The answer should be one number: how many lines in the records below contain the word "MalformedBody".

● ● ● ●

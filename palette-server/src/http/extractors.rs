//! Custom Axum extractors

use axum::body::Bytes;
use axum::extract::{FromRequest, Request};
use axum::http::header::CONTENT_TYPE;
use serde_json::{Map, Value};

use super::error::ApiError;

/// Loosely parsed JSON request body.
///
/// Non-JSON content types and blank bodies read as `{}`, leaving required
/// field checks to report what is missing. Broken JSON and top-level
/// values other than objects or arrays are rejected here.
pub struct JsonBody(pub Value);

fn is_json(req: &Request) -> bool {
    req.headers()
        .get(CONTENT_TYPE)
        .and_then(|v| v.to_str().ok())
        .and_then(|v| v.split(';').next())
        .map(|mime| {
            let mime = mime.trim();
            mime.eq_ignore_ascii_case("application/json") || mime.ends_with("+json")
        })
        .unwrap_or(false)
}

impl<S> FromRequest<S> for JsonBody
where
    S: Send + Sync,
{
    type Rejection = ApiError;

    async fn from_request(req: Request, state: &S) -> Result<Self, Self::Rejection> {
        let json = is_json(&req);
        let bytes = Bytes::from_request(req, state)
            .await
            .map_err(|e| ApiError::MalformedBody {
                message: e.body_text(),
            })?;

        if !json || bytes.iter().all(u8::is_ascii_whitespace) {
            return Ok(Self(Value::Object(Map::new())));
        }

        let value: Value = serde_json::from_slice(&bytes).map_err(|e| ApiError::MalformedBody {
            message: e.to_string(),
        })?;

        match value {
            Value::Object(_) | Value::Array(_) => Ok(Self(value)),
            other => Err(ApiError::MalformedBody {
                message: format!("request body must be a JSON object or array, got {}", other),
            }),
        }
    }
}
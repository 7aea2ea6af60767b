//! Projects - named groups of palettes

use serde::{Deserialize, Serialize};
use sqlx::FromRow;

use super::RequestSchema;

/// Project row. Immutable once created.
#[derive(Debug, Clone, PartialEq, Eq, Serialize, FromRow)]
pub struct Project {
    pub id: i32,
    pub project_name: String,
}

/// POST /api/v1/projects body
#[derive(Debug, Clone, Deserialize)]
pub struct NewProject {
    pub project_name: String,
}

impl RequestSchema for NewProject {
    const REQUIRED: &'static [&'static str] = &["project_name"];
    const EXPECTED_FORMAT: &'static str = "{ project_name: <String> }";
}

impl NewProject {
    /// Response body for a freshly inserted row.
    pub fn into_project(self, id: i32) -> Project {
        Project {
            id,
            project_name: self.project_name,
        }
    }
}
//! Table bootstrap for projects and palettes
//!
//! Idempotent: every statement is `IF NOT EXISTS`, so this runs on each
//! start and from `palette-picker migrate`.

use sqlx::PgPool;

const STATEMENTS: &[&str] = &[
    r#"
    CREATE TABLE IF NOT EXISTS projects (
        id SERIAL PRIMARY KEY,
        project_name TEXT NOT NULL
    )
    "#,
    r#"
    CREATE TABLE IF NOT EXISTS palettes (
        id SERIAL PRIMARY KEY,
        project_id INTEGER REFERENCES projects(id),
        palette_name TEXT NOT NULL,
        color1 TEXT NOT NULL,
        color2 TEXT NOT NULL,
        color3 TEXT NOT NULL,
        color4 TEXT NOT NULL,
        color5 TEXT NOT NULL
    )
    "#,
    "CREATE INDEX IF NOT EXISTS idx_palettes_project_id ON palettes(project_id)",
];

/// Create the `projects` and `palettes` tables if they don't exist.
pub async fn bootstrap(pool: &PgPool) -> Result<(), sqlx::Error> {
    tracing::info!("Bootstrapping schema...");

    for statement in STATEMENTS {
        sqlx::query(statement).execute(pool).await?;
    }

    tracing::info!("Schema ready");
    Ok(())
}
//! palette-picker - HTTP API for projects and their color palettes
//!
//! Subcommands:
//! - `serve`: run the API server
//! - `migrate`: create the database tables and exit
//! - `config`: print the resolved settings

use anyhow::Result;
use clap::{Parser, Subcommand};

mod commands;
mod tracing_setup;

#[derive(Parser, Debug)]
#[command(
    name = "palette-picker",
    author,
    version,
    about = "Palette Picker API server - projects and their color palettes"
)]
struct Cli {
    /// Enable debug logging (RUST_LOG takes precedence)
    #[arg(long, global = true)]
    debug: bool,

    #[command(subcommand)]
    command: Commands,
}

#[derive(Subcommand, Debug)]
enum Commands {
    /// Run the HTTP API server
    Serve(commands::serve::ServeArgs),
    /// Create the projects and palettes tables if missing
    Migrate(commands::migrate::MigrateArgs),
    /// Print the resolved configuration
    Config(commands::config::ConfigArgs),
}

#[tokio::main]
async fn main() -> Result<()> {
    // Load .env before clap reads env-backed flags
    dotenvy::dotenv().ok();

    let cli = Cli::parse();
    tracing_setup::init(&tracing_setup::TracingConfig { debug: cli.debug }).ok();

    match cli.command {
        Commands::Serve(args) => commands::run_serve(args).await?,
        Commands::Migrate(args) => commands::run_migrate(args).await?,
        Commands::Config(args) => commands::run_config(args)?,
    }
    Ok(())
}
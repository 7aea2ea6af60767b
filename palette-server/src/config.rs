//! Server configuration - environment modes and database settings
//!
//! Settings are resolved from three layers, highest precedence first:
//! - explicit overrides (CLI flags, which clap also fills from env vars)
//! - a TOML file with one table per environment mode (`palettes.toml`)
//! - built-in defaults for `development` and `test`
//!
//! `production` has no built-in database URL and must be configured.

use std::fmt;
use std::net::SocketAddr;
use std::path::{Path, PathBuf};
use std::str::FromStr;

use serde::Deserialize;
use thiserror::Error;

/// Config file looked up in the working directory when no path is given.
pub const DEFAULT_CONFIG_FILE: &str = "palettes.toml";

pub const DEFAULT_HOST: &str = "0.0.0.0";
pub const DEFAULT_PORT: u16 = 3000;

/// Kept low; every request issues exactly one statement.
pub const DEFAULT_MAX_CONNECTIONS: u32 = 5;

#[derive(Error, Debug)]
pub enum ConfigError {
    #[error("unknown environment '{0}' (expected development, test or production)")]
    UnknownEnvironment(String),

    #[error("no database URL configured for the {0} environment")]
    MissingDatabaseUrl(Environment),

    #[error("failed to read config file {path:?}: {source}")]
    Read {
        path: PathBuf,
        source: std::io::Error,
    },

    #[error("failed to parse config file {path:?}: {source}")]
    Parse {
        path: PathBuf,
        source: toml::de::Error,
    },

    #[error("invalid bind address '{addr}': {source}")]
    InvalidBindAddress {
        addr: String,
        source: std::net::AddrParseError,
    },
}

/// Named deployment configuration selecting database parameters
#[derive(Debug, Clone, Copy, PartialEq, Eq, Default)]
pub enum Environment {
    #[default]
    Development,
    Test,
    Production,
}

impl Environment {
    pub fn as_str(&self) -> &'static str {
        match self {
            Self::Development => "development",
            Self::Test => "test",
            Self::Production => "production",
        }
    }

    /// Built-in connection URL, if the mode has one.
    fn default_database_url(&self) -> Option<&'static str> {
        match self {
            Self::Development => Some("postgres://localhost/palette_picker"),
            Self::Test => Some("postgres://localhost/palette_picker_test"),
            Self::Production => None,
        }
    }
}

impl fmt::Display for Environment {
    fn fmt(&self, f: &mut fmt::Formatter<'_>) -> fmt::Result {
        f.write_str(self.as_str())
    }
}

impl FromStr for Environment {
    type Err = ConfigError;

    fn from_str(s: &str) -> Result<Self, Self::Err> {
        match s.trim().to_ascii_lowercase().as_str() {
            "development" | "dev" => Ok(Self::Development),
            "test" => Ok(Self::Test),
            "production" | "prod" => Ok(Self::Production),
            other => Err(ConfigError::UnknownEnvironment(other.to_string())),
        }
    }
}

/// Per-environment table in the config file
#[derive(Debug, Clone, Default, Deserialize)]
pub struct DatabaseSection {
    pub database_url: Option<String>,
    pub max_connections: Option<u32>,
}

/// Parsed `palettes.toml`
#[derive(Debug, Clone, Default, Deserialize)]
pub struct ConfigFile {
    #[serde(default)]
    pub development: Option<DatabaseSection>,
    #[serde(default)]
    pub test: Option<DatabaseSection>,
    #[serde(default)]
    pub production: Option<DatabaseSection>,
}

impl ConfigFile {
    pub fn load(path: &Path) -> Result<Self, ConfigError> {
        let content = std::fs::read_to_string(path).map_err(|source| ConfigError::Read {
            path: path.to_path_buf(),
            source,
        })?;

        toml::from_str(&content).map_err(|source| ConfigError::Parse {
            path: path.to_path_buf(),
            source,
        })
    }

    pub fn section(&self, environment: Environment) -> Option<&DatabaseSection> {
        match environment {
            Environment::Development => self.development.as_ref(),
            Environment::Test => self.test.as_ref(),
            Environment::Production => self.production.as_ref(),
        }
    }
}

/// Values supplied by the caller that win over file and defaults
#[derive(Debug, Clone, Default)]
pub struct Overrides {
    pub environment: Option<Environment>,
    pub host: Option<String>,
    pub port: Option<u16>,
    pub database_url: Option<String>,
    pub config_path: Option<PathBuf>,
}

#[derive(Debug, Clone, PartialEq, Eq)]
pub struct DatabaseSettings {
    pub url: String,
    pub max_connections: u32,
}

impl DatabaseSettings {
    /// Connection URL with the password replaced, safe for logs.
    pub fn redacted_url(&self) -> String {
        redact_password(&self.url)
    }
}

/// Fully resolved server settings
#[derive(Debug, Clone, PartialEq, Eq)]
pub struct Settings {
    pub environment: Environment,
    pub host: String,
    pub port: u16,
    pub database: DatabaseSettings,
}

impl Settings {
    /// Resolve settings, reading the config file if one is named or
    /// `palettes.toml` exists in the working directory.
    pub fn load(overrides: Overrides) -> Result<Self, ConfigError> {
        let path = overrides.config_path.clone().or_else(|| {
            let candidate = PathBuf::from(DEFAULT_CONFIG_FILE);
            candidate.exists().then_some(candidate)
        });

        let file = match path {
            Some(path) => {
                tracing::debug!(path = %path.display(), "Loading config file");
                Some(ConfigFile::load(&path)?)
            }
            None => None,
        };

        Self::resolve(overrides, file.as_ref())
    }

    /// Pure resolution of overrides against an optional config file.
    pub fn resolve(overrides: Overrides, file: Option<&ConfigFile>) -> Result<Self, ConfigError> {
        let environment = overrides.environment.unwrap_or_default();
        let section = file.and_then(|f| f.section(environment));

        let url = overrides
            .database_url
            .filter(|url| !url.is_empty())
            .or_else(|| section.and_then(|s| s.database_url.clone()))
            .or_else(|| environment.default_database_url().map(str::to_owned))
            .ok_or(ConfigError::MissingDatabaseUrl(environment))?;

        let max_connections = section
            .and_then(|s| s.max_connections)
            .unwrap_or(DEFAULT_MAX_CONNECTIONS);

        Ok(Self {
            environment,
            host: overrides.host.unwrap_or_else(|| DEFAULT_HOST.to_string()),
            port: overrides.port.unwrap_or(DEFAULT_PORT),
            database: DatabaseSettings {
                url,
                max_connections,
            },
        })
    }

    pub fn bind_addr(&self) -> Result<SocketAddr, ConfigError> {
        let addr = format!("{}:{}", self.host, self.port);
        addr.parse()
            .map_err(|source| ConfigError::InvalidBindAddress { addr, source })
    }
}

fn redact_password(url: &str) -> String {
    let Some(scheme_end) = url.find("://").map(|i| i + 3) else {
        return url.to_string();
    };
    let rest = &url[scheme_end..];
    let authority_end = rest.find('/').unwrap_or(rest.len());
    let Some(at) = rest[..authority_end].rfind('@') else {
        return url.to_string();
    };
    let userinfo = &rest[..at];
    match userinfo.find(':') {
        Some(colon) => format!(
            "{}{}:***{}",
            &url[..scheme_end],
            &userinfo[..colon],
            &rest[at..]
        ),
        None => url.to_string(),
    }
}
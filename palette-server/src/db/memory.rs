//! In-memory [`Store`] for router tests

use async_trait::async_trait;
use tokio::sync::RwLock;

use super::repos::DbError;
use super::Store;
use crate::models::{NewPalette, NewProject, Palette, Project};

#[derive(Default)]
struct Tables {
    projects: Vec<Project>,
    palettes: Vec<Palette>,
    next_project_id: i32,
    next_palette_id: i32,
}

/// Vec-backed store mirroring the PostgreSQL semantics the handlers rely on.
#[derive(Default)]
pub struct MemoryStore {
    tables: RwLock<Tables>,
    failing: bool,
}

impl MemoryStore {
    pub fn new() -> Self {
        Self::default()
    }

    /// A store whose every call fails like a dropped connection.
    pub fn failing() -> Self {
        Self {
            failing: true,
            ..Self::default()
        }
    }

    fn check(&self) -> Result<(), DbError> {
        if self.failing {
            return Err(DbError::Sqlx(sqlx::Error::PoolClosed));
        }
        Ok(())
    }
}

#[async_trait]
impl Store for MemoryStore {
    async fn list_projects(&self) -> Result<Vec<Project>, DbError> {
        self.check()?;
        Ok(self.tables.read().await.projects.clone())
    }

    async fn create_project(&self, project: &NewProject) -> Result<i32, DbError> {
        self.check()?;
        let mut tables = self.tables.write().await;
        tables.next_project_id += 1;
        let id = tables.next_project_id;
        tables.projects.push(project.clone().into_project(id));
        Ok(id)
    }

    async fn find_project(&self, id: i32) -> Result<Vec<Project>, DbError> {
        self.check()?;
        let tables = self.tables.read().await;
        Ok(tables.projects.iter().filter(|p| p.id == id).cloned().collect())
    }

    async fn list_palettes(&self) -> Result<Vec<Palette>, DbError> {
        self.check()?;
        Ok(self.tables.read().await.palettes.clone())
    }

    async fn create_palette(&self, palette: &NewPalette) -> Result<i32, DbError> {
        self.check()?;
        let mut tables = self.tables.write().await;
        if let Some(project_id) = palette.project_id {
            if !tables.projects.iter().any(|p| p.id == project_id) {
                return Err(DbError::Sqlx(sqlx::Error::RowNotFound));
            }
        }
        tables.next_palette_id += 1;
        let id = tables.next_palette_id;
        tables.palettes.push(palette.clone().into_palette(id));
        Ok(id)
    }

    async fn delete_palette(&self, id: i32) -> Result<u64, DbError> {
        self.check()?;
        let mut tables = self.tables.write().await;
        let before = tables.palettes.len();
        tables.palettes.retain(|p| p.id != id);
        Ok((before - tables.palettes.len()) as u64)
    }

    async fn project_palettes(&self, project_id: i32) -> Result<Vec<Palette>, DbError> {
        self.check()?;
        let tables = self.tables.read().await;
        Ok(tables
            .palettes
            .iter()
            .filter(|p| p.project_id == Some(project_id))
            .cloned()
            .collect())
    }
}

● ● ● ●

SOLUTION FOR THIS PROBLEM. 3